++++ Supplied material

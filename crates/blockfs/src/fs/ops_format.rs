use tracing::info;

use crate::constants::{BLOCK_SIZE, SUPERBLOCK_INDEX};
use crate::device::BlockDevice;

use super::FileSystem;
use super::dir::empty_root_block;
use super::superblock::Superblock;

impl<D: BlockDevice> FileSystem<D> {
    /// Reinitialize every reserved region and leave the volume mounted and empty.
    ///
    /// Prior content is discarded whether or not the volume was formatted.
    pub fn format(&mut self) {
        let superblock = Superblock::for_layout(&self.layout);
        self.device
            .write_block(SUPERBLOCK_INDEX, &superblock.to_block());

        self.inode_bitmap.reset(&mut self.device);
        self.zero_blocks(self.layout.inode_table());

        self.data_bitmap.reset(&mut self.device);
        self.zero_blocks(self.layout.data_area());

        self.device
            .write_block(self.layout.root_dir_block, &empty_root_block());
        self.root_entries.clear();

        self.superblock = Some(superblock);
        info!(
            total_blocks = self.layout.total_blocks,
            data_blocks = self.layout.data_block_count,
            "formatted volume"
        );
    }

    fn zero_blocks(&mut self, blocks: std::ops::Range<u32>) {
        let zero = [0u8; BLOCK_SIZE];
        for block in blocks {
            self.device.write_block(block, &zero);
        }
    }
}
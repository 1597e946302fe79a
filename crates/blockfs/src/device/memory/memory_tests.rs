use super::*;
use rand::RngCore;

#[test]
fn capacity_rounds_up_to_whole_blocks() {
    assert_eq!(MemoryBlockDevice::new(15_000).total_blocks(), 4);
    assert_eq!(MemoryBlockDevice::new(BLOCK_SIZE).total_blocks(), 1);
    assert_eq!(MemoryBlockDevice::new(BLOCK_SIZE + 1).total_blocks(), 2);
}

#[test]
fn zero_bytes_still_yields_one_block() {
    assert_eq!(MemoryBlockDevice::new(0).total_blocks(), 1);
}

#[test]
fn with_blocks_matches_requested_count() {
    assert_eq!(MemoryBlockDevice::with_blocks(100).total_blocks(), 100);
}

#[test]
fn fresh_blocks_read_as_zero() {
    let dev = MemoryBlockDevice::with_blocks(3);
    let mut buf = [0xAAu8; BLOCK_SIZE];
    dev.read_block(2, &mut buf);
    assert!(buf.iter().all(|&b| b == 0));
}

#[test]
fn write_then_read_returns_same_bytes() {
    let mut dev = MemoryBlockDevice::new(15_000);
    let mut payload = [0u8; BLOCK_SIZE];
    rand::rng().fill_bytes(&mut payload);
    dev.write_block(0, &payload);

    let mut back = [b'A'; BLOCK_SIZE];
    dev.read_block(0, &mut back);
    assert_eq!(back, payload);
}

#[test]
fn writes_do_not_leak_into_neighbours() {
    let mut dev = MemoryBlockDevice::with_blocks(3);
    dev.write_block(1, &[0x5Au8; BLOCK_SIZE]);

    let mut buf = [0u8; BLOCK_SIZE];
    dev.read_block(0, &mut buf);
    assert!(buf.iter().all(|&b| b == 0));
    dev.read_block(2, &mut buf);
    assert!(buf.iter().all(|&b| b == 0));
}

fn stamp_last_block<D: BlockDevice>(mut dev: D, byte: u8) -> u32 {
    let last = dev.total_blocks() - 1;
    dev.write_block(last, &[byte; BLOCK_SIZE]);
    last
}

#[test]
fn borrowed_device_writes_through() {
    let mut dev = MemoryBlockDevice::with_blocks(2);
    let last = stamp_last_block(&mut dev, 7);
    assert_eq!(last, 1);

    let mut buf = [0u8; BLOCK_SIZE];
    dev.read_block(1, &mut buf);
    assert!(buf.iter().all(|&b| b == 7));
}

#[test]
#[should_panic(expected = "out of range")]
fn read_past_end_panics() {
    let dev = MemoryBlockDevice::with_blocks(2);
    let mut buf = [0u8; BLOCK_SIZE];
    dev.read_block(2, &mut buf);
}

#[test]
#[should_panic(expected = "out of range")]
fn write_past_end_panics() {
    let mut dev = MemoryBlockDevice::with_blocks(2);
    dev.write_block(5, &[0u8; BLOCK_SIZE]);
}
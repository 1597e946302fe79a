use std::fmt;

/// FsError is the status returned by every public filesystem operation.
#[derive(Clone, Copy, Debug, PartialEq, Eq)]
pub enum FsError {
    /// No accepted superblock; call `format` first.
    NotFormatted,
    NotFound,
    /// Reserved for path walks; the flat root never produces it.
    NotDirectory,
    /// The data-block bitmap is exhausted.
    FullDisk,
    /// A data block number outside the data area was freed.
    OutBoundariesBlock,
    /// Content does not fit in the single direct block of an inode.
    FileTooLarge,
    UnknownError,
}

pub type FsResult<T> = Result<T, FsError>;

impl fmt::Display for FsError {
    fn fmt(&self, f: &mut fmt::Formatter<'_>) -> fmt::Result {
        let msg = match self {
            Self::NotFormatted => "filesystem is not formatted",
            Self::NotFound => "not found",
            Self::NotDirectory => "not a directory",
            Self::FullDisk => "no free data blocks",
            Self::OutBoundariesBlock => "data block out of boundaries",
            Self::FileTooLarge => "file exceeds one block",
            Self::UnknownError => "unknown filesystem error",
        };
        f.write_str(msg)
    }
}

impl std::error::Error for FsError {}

++++++++
++++ Supplied material

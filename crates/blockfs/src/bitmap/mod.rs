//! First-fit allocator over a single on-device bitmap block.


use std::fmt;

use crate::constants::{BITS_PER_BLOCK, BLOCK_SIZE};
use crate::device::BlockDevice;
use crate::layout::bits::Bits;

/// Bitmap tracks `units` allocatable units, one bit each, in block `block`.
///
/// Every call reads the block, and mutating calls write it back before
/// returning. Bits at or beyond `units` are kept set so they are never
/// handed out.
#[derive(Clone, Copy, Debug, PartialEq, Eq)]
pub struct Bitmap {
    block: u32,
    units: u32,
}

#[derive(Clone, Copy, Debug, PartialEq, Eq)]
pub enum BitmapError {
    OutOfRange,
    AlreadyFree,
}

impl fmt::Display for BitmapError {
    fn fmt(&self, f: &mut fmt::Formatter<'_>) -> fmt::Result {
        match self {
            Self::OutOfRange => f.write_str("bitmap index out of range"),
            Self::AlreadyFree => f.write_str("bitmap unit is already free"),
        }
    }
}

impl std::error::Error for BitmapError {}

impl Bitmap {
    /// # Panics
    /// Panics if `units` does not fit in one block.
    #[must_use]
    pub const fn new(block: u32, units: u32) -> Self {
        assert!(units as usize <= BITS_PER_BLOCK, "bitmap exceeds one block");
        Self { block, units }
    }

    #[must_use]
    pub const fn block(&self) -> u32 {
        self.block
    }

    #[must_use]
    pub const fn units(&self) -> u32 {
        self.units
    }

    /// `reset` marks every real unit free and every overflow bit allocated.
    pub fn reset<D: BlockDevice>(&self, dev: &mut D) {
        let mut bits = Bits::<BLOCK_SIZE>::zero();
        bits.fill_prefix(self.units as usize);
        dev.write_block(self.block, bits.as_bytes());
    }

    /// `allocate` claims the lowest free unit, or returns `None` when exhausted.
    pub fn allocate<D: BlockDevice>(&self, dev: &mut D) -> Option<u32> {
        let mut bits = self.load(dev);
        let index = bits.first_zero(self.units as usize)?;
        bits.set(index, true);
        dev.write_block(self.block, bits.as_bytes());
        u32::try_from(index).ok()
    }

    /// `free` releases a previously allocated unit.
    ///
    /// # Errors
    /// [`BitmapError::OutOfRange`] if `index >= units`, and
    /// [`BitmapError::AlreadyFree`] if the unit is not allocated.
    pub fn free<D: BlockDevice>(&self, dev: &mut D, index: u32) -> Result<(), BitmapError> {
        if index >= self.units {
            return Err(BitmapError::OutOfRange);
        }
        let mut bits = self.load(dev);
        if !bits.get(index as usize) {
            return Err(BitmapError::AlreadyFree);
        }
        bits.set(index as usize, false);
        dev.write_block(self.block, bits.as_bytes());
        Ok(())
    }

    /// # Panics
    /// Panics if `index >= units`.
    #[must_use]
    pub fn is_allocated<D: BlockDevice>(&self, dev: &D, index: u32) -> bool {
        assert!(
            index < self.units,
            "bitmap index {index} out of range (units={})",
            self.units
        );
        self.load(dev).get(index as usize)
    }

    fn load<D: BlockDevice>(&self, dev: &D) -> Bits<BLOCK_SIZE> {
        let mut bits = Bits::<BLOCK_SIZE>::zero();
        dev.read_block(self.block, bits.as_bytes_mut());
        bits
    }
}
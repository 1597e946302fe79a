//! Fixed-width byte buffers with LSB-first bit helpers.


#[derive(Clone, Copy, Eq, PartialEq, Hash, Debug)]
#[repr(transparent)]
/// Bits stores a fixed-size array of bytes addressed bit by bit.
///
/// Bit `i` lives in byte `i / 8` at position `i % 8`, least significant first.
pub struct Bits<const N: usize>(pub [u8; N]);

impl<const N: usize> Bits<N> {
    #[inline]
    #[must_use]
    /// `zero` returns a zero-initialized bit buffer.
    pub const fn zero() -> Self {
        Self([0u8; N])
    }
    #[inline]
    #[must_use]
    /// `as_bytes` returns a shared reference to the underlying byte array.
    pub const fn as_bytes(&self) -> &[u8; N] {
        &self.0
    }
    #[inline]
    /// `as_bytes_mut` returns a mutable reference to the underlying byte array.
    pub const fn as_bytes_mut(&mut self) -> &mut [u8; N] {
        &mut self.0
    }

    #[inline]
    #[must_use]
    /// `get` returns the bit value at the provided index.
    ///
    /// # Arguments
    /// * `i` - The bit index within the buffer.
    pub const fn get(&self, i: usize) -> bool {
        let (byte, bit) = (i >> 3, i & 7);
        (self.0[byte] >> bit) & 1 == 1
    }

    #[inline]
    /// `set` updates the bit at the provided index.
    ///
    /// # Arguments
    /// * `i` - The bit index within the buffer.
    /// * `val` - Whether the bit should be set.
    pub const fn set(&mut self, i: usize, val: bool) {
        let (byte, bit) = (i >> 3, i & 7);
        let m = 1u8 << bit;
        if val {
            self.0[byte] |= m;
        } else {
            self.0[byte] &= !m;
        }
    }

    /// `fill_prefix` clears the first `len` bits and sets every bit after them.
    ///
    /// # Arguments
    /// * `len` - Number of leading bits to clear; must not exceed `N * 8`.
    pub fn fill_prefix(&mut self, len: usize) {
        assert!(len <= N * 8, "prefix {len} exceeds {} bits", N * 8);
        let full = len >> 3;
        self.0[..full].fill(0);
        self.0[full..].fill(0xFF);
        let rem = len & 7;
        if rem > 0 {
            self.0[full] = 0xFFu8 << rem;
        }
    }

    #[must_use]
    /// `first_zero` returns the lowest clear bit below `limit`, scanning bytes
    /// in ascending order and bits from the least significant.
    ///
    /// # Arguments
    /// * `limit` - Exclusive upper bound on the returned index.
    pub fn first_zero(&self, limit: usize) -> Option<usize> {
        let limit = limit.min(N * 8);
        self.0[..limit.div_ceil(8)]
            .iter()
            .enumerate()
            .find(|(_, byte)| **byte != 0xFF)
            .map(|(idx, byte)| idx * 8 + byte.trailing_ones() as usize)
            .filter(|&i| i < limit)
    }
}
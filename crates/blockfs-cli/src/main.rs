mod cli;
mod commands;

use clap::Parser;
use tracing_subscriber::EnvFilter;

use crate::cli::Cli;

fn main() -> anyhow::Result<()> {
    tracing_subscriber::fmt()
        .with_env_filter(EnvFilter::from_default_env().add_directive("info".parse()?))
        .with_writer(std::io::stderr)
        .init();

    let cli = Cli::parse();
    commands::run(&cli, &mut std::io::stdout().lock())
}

++++++++

What this task involves:
Look above for the line holding "assert_eq!(back, payload);". Print it and every line after it, exactly, through the line holding "let last = dev.total_blocks() - 1;".

Solution for this exercise:
    assert_eq!(back, payload);
}

#[test]
fn writes_do_not_leak_into_neighbours() {
    let mut dev = MemoryBlockDevice::with_blocks(3);
    dev.write_block(1, &[0x5Au8; BLOCK_SIZE]);

    let mut buf = [0u8; BLOCK_SIZE];
    dev.read_block(0, &mut buf);
    assert!(buf.iter().all(|&b| b == 0));
    dev.read_block(2, &mut buf);
    assert!(buf.iter().all(|&b| b == 0));
}

fn stamp_last_block<D: BlockDevice>(mut dev: D, byte: u8) -> u32 {
    let last = dev.total_blocks() - 1;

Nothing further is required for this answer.